Stored data entries ->
use thiserror::Error;

/// Result type for chunker operations
pub type Result<T> = std::result::Result<T, ChunkerError>;

/// Errors that can occur during document chunking.
///
/// Recoverable anomalies (unterminated fences, oversized atomic units, empty
/// documents) are never errors; they surface as chunk metadata flags.
#[derive(Error, Debug)]
pub enum ChunkerError {
    /// Input is not text: invalid UTF-8 or binary content
    #[error("Decode error at byte {offset}: {reason}")]
    Decode { offset: usize, reason: String },

    /// Invalid configuration
    #[error("Invalid configuration: {0}")]
    InvalidConfig(String),

    /// Configuration bytes are neither JSON nor TOML
    #[error("Config parse error: {0}")]
    ConfigParse(String),

    /// A batch worker failed to complete
    #[error("Worker error: {0}")]
    Worker(String),
}

impl ChunkerError {
    /// Create a decode error
    pub fn decode(offset: usize, reason: impl Into<String>) -> Self {
        Self::Decode {
            offset,
            reason: reason.into(),
        }
    }

    /// Create an invalid config error
    pub fn invalid_config(msg: impl Into<String>) -> Self {
        Self::InvalidConfig(msg.into())
    }

    /// Create a config parse error
    pub fn config_parse(msg: impl Into<String>) -> Self {
        Self::ConfigParse(msg.into())
    }

    /// Create a worker error
    pub fn worker(msg: impl Into<String>) -> Self {
        Self::Worker(msg.into())
    }
}
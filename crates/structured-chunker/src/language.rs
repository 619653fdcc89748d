use once_cell::sync::Lazy;
use regex::Regex;

/// Language of a fenced code block, detected from its info string
#[derive(Debug, Clone, Copy, PartialEq, Eq, Hash)]
pub enum Language {
    Rust,
    Python,
    JavaScript,
    TypeScript,
    Go,
    Java,
    Kotlin,
    Swift,
    Ruby,
    C,
    Cpp,
    CSharp,
    Shell,
    Unknown,
}

/// Kind of declaration a pattern recognizes
#[derive(Debug, Clone, Copy, PartialEq, Eq, Hash)]
pub enum DeclKind {
    Function,
    Class,
}

/// A declaration line matched by [`Language::match_declaration`]
#[derive(Debug, Clone, PartialEq, Eq)]
pub struct Declaration {
    pub kind: DeclKind,
    pub name: String,
}

type Patterns = Lazy<Vec<(DeclKind, Regex)>>;

fn compile(patterns: &[(DeclKind, &str)]) -> Vec<(DeclKind, Regex)> {
    patterns
        .iter()
        .map(|(kind, pattern)| (*kind, Regex::new(pattern).expect("valid declaration regex")))
        .collect()
}

static PYTHON: Patterns = Lazy::new(|| {
    compile(&[
        (DeclKind::Function, r"^(?:async\s+)?def\s+(?P<name>[A-Za-z_]\w*)\s*\("),
        (DeclKind::Class, r"^class\s+(?P<name>[A-Za-z_]\w*)\s*[(:]"),
    ])
});

static RUST: Patterns = Lazy::new(|| {
    compile(&[
        (
            DeclKind::Function,
            r#"^(?:pub(?:\([^)]*\))?\s+)?(?:(?:const|async|unsafe|default)\s+)*(?:extern\s+(?:"[^"]*"\s+)?)?fn\s+(?P<name>[A-Za-z_]\w*)"#,
        ),
        (
            DeclKind::Class,
            r"^(?:pub(?:\([^)]*\))?\s+)?(?:unsafe\s+)?(?:struct|enum|trait|union)\s+(?P<name>[A-Za-z_]\w*)",
        ),
        (
            DeclKind::Class,
            r"^(?:unsafe\s+)?impl(?:\s*<[^{]*?>)?\s+(?:[\w:]+(?:<[^{]*?>)?\s+for\s+)?(?:\w+::)*(?P<name>[A-Za-z_]\w*)",
        ),
    ])
});

static JAVASCRIPT: Patterns = Lazy::new(|| {
    compile(&[
        (
            DeclKind::Function,
            r"^(?:export\s+)?(?:default\s+)?(?:async\s+)?function\s*\*?\s*(?P<name>[A-Za-z_$][\w$]*)",
        ),
        (
            DeclKind::Function,
            r"^(?:export\s+)?(?:const|let|var)\s+(?P<name>[A-Za-z_$][\w$]*)\s*=\s*(?:async\s+)?(?:function\b|\([^)]*\)\s*=>|[A-Za-z_$][\w$]*\s*=>)",
        ),
        (
            DeclKind::Class,
            r"^(?:export\s+)?(?:default\s+)?class\s+(?P<name>[A-Za-z_$][\w$]*)",
        ),
    ])
});

static TYPESCRIPT: Patterns = Lazy::new(|| {
    compile(&[
        (
            DeclKind::Function,
            r"^(?:export\s+)?(?:default\s+)?(?:declare\s+)?(?:async\s+)?function\s*\*?\s*(?P<name>[A-Za-z_$][\w$]*)",
        ),
        (
            DeclKind::Function,
            r"^(?:export\s+)?(?:const|let|var)\s+(?P<name>[A-Za-z_$][\w$]*)(?:\s*:[^=]+)?\s*=\s*(?:async\s+)?(?:function\b|(?:<[^>]*>\s*)?\([^)]*\)\s*(?::[^=]+)?=>|[A-Za-z_$][\w$]*\s*=>)",
        ),
        (
            DeclKind::Class,
            r"^(?:export\s+)?(?:default\s+)?(?:declare\s+)?(?:abstract\s+)?class\s+(?P<name>[A-Za-z_$][\w$]*)",
        ),
        (
            DeclKind::Class,
            r"^(?:export\s+)?(?:declare\s+)?(?:interface|(?:const\s+)?enum)\s+(?P<name>[A-Za-z_$][\w$]*)",
        ),
    ])
});

static GO: Patterns = Lazy::new(|| {
    compile(&[
        (
            DeclKind::Function,
            r"^func\s+(?:\([^)]*\)\s*)?(?P<name>[A-Za-z_]\w*)",
        ),
        (
            DeclKind::Class,
            r"^type\s+(?P<name>[A-Za-z_]\w*)(?:\[[^\]]*\])?\s+(?:struct|interface)\b",
        ),
    ])
});

static JAVA: Patterns = Lazy::new(|| {
    compile(&[
        (
            DeclKind::Class,
            r"^(?:(?:public|protected|private|abstract|final|static|sealed|non-sealed|strictfp)\s+)*(?:class|interface|enum|record|@interface)\s+(?P<name>[A-Za-z_$][\w$]*)",
        ),
        (
            DeclKind::Function,
            r"^(?:(?:public|protected|private|static|final|abstract|synchronized|native|default)\s+)+(?:<[^>]+>\s+)?[\w$<>\[\],.?]+(?:\s*<[^>]*>)?\s+(?P<name>[A-Za-z_$][\w$]*)\s*\(",
        ),
    ])
});

static KOTLIN: Patterns = Lazy::new(|| {
    compile(&[
        (
            DeclKind::Function,
            r"^(?:(?:public|private|protected|internal|open|override|suspend|inline|operator|infix|tailrec|abstract|final)\s+)*fun\s+(?:<[^>]+>\s*)?(?:[\w.]+\.)?(?P<name>[A-Za-z_]\w*)",
        ),
        (
            DeclKind::Class,
            r"^(?:(?:public|private|protected|internal|open|abstract|final|sealed|data|enum|inner|annotation|value)\s+)*(?:class|interface|object)\s+(?P<name>[A-Za-z_]\w*)",
        ),
    ])
});

static SWIFT: Patterns = Lazy::new(|| {
    compile(&[
        (
            DeclKind::Function,
            r"^(?:(?:public|private|fileprivate|internal|open|static|class|final|override|mutating|@\w+)\s+)*func\s+(?P<name>[A-Za-z_]\w*)",
        ),
        (
            DeclKind::Class,
            r"^(?:(?:public|private|fileprivate|internal|open|final)\s+)*(?:class|struct|enum|protocol|extension|actor)\s+(?P<name>[A-Za-z_]\w*)",
        ),
    ])
});

static RUBY: Patterns = Lazy::new(|| {
    compile(&[
        (
            DeclKind::Function,
            r"^def\s+(?:self\.)?(?P<name>[A-Za-z_]\w*[?!=]?)",
        ),
        (
            DeclKind::Class,
            r"^(?:class|module)\s+(?P<name>[A-Z]\w*(?:::[A-Z]\w*)*)",
        ),
    ])
});

impl Language {
    /// Detect language from a fence info-string tag (`python`, `rs`, `tsx`, ...)
    pub fn from_tag(tag: &str) -> Self {
        match tag.trim().to_lowercase().as_str() {
            "rust" | "rs" => Language::Rust,
            "python" | "py" | "python3" | "py3" | "pyw" => Language::Python,
            "javascript" | "js" | "jsx" | "mjs" | "cjs" | "node" => Language::JavaScript,
            "typescript" | "ts" | "tsx" => Language::TypeScript,
            "go" | "golang" => Language::Go,
            "java" => Language::Java,
            "kotlin" | "kt" | "kts" => Language::Kotlin,
            "swift" => Language::Swift,
            "ruby" | "rb" => Language::Ruby,
            "c" | "h" => Language::C,
            "cpp" | "c++" | "cc" | "cxx" | "hpp" | "hh" | "hxx" => Language::Cpp,
            "csharp" | "cs" | "c#" => Language::CSharp,
            "bash" | "sh" | "shell" | "zsh" | "console" => Language::Shell,
            _ => Language::Unknown,
        }
    }

    /// Detect language from an optional fence tag
    pub fn from_fence_tag(tag: Option<&str>) -> Self {
        tag.map(Self::from_tag).unwrap_or(Language::Unknown)
    }

    /// Get language name as string
    pub fn as_str(self) -> &'static str {
        match self {
            Language::Rust => "rust",
            Language::Python => "python",
            Language::JavaScript => "javascript",
            Language::TypeScript => "typescript",
            Language::Go => "go",
            Language::Java => "java",
            Language::Kotlin => "kotlin",
            Language::Swift => "swift",
            Language::Ruby => "ruby",
            Language::C => "c",
            Language::Cpp => "cpp",
            Language::CSharp => "csharp",
            Language::Shell => "shell",
            Language::Unknown => "unknown",
        }
    }

    fn patterns(self) -> Option<&'static [(DeclKind, Regex)]> {
        let patterns: &'static Patterns = match self {
            Language::Rust => &RUST,
            Language::Python => &PYTHON,
            Language::JavaScript => &JAVASCRIPT,
            Language::TypeScript => &TYPESCRIPT,
            Language::Go => &GO,
            Language::Java => &JAVA,
            Language::Kotlin => &KOTLIN,
            Language::Swift => &SWIFT,
            Language::Ruby => &RUBY,
            Language::C | Language::Cpp | Language::CSharp | Language::Shell | Language::Unknown => {
                return None
            }
        };
        Some(patterns.as_slice())
    }

    /// Check if function/class boundaries can be detected for this language
    pub fn supports_declarations(self) -> bool {
        self.patterns().is_some()
    }

    /// Match a line (indentation already stripped) against declaration patterns
    pub fn match_declaration(self, line: &str) -> Option<Declaration> {
        self.patterns()?.iter().find_map(|(kind, re)| {
            re.captures(line).and_then(|caps| {
                caps.name("name").map(|name| Declaration {
                    kind: *kind,
                    name: name.as_str().to_string(),
                })
            })
        })
    }

    /// Get typical comment prefixes for this language
    pub fn comment_prefixes(self) -> Vec<&'static str> {
        match self {
            Language::Rust
            | Language::JavaScript
            | Language::TypeScript
            | Language::Go
            | Language::Java
            | Language::C
            | Language::Cpp
            | Language::CSharp
            | Language::Swift
            | Language::Kotlin => vec!["//", "/*", "///", "/**", "*"],
            Language::Python | Language::Ruby | Language::Shell => vec!["#"],
            Language::Unknown => vec![],
        }
    }

    /// Prefixes of lines that attach to the declaration directly below them
    /// (decorators, attributes, doc comments).
    pub fn attached_prefixes(self) -> Vec<&'static str> {
        let mut prefixes = self.comment_prefixes();
        match self {
            Language::Rust => prefixes.push("#["),
            Language::Python
            | Language::JavaScript
            | Language::TypeScript
            | Language::Java
            | Language::Kotlin
            | Language::Swift => prefixes.push("@"),
            _ => {}
        }
        prefixes
    }

    /// Check if a base-level line only closes an open construct
    /// (`}`, `)`, `]`, Ruby `end`)
    pub fn is_closer(self, trimmed: &str) -> bool {
        if trimmed.starts_with(['}', ')', ']']) {
            return true;
        }
        self == Language::Ruby
            && trimmed
                .strip_prefix("end")
                .is_some_and(|rest| !rest.starts_with(|c: char| c.is_alphanumeric() || c == '_'))
    }
}

#[cfg(test)]
mod tests {
    use super::*;

    fn decl(language: Language, line: &str) -> Option<(DeclKind, String)> {
        language
            .match_declaration(line)
            .map(|d| (d.kind, d.name))
    }

    #[test]
    fn test_from_tag() {
        assert_eq!(Language::from_tag("rs"), Language::Rust);
        assert_eq!(Language::from_tag("Rust"), Language::Rust);
        assert_eq!(Language::from_tag("py"), Language::Python);
        assert_eq!(Language::from_tag("js"), Language::JavaScript);
        assert_eq!(Language::from_tag("tsx"), Language::TypeScript);
        assert_eq!(Language::from_tag("mermaid"), Language::Unknown);
        assert_eq!(Language::from_fence_tag(None), Language::Unknown);
    }

    #[test]
    fn test_supports_declarations() {
        assert!(Language::Rust.supports_declarations());
        assert!(Language::Python.supports_declarations());
        assert!(Language::Go.supports_declarations());
        assert!(!Language::Shell.supports_declarations());
        assert!(!Language::Cpp.supports_declarations());
        assert!(!Language::Unknown.supports_declarations());
    }

    #[test]
    fn python_declarations() {
        let py = Language::Python;
        assert_eq!(decl(py, "def f():"), Some((DeclKind::Function, "f".into())));
        assert_eq!(
            decl(py, "async def fetch(url):"),
            Some((DeclKind::Function, "fetch".into()))
        );
        assert_eq!(
            decl(py, "class ChatBot:"),
            Some((DeclKind::Class, "ChatBot".into()))
        );
        assert_eq!(
            decl(py, "class Foo(Base):"),
            Some((DeclKind::Class, "Foo".into()))
        );
        assert_eq!(decl(py, "define = 3"), None);
        assert_eq!(decl(py, "result = chain.run()"), None);
    }

    #[test]
    fn rust_declarations() {
        let rs = Language::Rust;
        assert_eq!(
            decl(rs, "pub(crate) async fn load() -> Result<()> {"),
            Some((DeclKind::Function, "load".into()))
        );
        assert_eq!(
            decl(rs, "pub struct Point {"),
            Some((DeclKind::Class, "Point".into()))
        );
        assert_eq!(
            decl(rs, "impl<T: Into<String>> Display for Wrapper<T> {"),
            Some((DeclKind::Class, "Wrapper".into()))
        );
        assert_eq!(decl(rs, "impl Point {"), Some((DeclKind::Class, "Point".into())));
        assert_eq!(decl(rs, "let fnord = 1;"), None);
    }

    #[test]
    fn script_declarations() {
        assert_eq!(
            decl(Language::JavaScript, "export async function load(a) {"),
            Some((DeclKind::Function, "load".into()))
        );
        assert_eq!(
            decl(Language::JavaScript, "const handler = async (req) => {"),
            Some((DeclKind::Function, "handler".into()))
        );
        assert_eq!(
            decl(Language::TypeScript, "const add = (a: number, b: number): number => a + b;"),
            Some((DeclKind::Function, "add".into()))
        );
        assert_eq!(
            decl(Language::TypeScript, "export interface Props {"),
            Some((DeclKind::Class, "Props".into()))
        );
        assert_eq!(decl(Language::JavaScript, "const x = 5;"), None);
    }

    #[test]
    fn other_declarations() {
        assert_eq!(
            decl(Language::Go, "func (s *Server) Start() error {"),
            Some((DeclKind::Function, "Start".into()))
        );
        assert_eq!(
            decl(Language::Go, "type Server struct {"),
            Some((DeclKind::Class, "Server".into()))
        );
        assert_eq!(
            decl(Language::Java, "public static void main(String[] args) {"),
            Some((DeclKind::Function, "main".into()))
        );
        assert_eq!(
            decl(Language::Java, "public final class App {"),
            Some((DeclKind::Class, "App".into()))
        );
        assert_eq!(
            decl(Language::Ruby, "def valid?"),
            Some((DeclKind::Function, "valid?".into()))
        );
        assert_eq!(
            decl(Language::Kotlin, "data class User(val id: Int)"),
            Some((DeclKind::Class, "User".into()))
        );
        assert_eq!(
            decl(Language::Swift, "public func run() {"),
            Some((DeclKind::Function, "run".into()))
        );
    }

    #[test]
    fn test_closers() {
        assert!(Language::Rust.is_closer("}"));
        assert!(Language::JavaScript.is_closer("});"));
        assert!(Language::Ruby.is_closer("end"));
        assert!(!Language::Ruby.is_closer("ending = 1"));
        assert!(!Language::Python.is_closer("end"));
    }

    #[test]
    fn test_attached_prefixes() {
        assert!(Language::Python.attached_prefixes().contains(&"@"));
        assert!(Language::Rust.attached_prefixes().contains(&"#["));
        assert!(Language::Rust.attached_prefixes().contains(&"///"));
        assert!(Language::Unknown.attached_prefixes().is_empty());
    }
}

Directions for this task -> In the data above, how many lines hold the string "Server"? Give the number by itself.

Completed exercise -> 3